[Saved entries]
>>>

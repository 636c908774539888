//! Warning types for lines dropped during JSONL parsing.
//!
//! A beads export is only as good as its worst line, and hand edits or
//! interrupted writes regularly leave one behind. Rather than rejecting the
//! whole file, readers skip the offending line and record a [`Warning`] in a
//! [`WarningCollector`], which the caller drains once parsing is done.
//!
//! # Examples
//!
//! ```
//! use beadboard_jsonl::warning::{Warning, WarningCollector};
//!
//! let collector = WarningCollector::new();
//!
//! collector.add(Warning::MalformedJson {
//!     line_number: 5,
//!     error: "unexpected end of input".to_string(),
//! });
//!
//! collector.add(Warning::SkippedLine {
//!     line_number: 10,
//!     reason: "unknown variant `someday`".to_string(),
//! });
//!
//! let warnings = collector.into_warnings();
//! assert_eq!(warnings.len(), 2);
//! ```

use std::sync::{Arc, Mutex, MutexGuard, PoisonError};

/// A line that was dropped while parsing JSONL input.
///
/// Each variant carries the 1-based physical line number so the report can
/// point straight at the offending line in the source file.
#[derive(Debug, Clone, PartialEq, Eq)]
pub enum Warning {
    /// The line is not syntactically valid JSON.
    MalformedJson {
        /// The 1-based line number where the error occurred.
        line_number: usize,
        /// A description of the JSON parsing error.
        error: String,
    },

    /// The line is valid JSON but does not describe a record.
    ///
    /// Typical causes are a missing required field or an enum value the
    /// record type does not know.
    SkippedLine {
        /// The 1-based line number that was skipped.
        line_number: usize,
        /// The reason the line was skipped.
        reason: String,
    },
}

impl Warning {
    /// Builds the warning for a line that `serde_json` rejected.
    ///
    /// Syntax and end-of-input errors become [`Warning::MalformedJson`];
    /// well-formed JSON of the wrong shape becomes [`Warning::SkippedLine`].
    #[must_use]
    pub fn from_json_error(line_number: usize, error: &serde_json::Error) -> Self {
        if error.is_data() {
            Self::SkippedLine {
                line_number,
                reason: format!("does not match record schema: {error}"),
            }
        } else {
            Self::MalformedJson {
                line_number,
                error: error.to_string(),
            }
        }
    }

    /// Returns the line number associated with this warning.
    ///
    /// ```
    /// use beadboard_jsonl::warning::Warning;
    ///
    /// let warning = Warning::MalformedJson {
    ///     line_number: 42,
    ///     error: "unexpected token".to_string(),
    /// };
    /// assert_eq!(warning.line_number(), 42);
    /// ```
    #[must_use]
    pub fn line_number(&self) -> usize {
        match self {
            Self::MalformedJson { line_number, .. } | Self::SkippedLine { line_number, .. } => {
                *line_number
            }
        }
    }

    /// Returns a human-readable description of the warning.
    #[must_use]
    pub fn description(&self) -> String {
        match self {
            Self::MalformedJson { line_number, error } => {
                format!("line {line_number}: malformed JSON: {error}")
            }
            Self::SkippedLine {
                line_number,
                reason,
            } => {
                format!("line {line_number}: skipped: {reason}")
            }
        }
    }

    /// Returns a static string identifying the warning kind.
    ///
    /// ```
    /// use beadboard_jsonl::warning::Warning;
    ///
    /// let warning = Warning::SkippedLine {
    ///     line_number: 10,
    ///     reason: "missing field `title`".to_string(),
    /// };
    /// assert_eq!(warning.kind(), "skipped_line");
    /// ```
    #[must_use]
    pub fn kind(&self) -> &'static str {
        match self {
            Self::MalformedJson { .. } => "malformed_json",
            Self::SkippedLine { .. } => "skipped_line",
        }
    }
}

impl std::fmt::Display for Warning {
    fn fmt(&self, f: &mut std::fmt::Formatter<'_>) -> std::fmt::Result {
        write!(f, "{}", self.description())
    }
}

impl std::error::Error for Warning {}

/// A shareable accumulator for warnings.
///
/// Clones share the same underlying list, so a collector can be handed to a
/// reader and inspected afterwards by the caller.
///
/// A poisoned lock is recovered rather than propagated: the guarded value is
/// a plain `Vec` that cannot be left half-updated by a panicking push.
#[derive(Debug, Clone, Default)]
pub struct WarningCollector {
    warnings: Arc<Mutex<Vec<Warning>>>,
}

impl WarningCollector {
    /// Creates a new empty `WarningCollector`.
    #[must_use]
    pub fn new() -> Self {
        Self::default()
    }

    fn lock(&self) -> MutexGuard<'_, Vec<Warning>> {
        self.warnings.lock().unwrap_or_else(PoisonError::into_inner)
    }

    /// Adds a warning to the collector.
    pub fn add(&self, warning: Warning) {
        self.lock().push(warning);
    }

    /// Returns the number of warnings collected.
    #[must_use]
    pub fn len(&self) -> usize {
        self.lock().len()
    }

    /// Returns `true` if no warnings have been collected.
    #[must_use]
    pub fn is_empty(&self) -> bool {
        self.len() == 0
    }

    /// Returns a copy of all collected warnings without consuming the collector.
    #[must_use]
    pub fn warnings(&self) -> Vec<Warning> {
        self.lock().clone()
    }

    /// Consumes the collector and returns all collected warnings.
    ///
    /// If this is the last handle to the underlying list the warnings are
    /// moved out, otherwise they are cloned.
    #[must_use]
    pub fn into_warnings(self) -> Vec<Warning> {
        match Arc::try_unwrap(self.warnings) {
            Ok(mutex) => mutex.into_inner().unwrap_or_else(PoisonError::into_inner),
            Err(shared) => shared
                .lock()
                .unwrap_or_else(PoisonError::into_inner)
                .clone(),
        }
    }
}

<<<

▶ [Exercise requirements] Of the lines above, retype only those from the line containing "pub enum Warning" through the line containing "Syntax and end-of-input", including both, exactly.

▶ [Answer to the problem]
pub enum Warning {
    /// The line is not syntactically valid JSON.
    MalformedJson {
        /// The 1-based line number where the error occurred.
        line_number: usize,
        /// A description of the JSON parsing error.
        error: String,
    },

    /// The line is valid JSON but does not describe a record.
    ///
    /// Typical causes are a missing required field or an enum value the
    /// record type does not know.
    SkippedLine {
        /// The 1-based line number that was skipped.
        line_number: usize,
        /// The reason the line was skipped.
        reason: String,
    },
}

impl Warning {
    /// Builds the warning for a line that `serde_json` rejected.
    ///
    /// Syntax and end-of-input errors become [`Warning::MalformedJson`];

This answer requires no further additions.